Re: [Lse-tech] [rebalance at: do_fork() vs. do_execve()] NUMA scheduling

From: Andy Pfiffer (andyp@osdl.org)
Date: Mon Feb 25 2002 - 18:35:11 EST


> > Would be interesting to hear oppinions on initial balancing. What are the
> > pros and cons of balancing at do_fork() or do_execve()? And it would be
> > interesting to learn about other approaches, too...

I worked on a system several years ago that supported single-system
image and shared no memory between nodes (NORMA == NO Remote Memory
Access), but did have a very high performance, low-latency interconnect
(100's of megabytes/sec, a few 10's of ns latency for com startup).

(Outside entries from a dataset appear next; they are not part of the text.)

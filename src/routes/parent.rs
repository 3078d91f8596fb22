use actix_web::{web, HttpResponse};

use crate::auth::Auth;
use crate::error::ApiError;
use crate::repo::RepoError;
use crate::routes::leave::{self, LeavePayload};
use crate::routes::AppState;

pub async fn me(auth: Auth, data: web::Data<AppState>) -> Result<HttpResponse, ApiError> {
    let parent = data.repo.get_parent(auth.user_id()).await.map_err(|e| match e {
        RepoError::NotFound => ApiError::Unauthorized("INVALID_TOKEN"),
        other => other.into(),
    })?;
    Ok(HttpResponse::Ok().json(parent))
}

/// The caller's own submissions only.
pub async fn list_leaves(auth: Auth, data: web::Data<AppState>, params: web::Query<leave::ListParams>) -> Result<HttpResponse, ApiError> {
    let query = params.into_inner().into_query(Some(auth.user_id()))?;
    let page = data.repo.list_leaves(&query).await?;
    Ok(HttpResponse::Ok().json(page))
}

pub async fn submit_leave(auth: Auth, data: web::Data<AppState>, payload: web::Json<LeavePayload>) -> Result<HttpResponse, ApiError> {
    leave::submit(&data, &payload, Some(auth.user_id())).await
}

The ratios between CPU Clock Rate / Local Memory / Offboard Memory were
(at a gross level) similar to today's GHz CPU's with on-chip L1,
off-die L2, local dram, wires + state machines + dram on some other
node.

There was initially much debate about load balancing at fork time or at
exec time (static), followed by when and how often to rebalance already
running processes (dynamic).

We eventually chose to statically balance at exec time, using a possibly
stale metric, because we wouldn't have to spend time to create address
space remotely (parent on node A, child on node B), only to have it torn
down a few clocks later by a subsequent exec. (Our workload consisted
almost entirely of fork+exec rather than fork+fork+fork... ).

The analogy here is that commiting modified dcache lines owned by CPU A
and reheating the cache with them on CPU B, only to throw them away by
an exec a few clocks later may be similar to the "rfork() vs. rexec()"
choice we faced.

If you rebalance do_exec(), you are starting with an empty working set
and a cold cache.

To balance at exec time, we used a separate process that would
periodically query (via a spanning tree) nodes within the "interactive
partition" for their current load average, compute which was the least
loaded (a heuristic that used a combination of factors: cpu utilization,
# of processes, memory utilization, is there a shell over there, etc.),
and then update the nodes (again via a spanning tree) with the current
global opinion as to the least loaded node.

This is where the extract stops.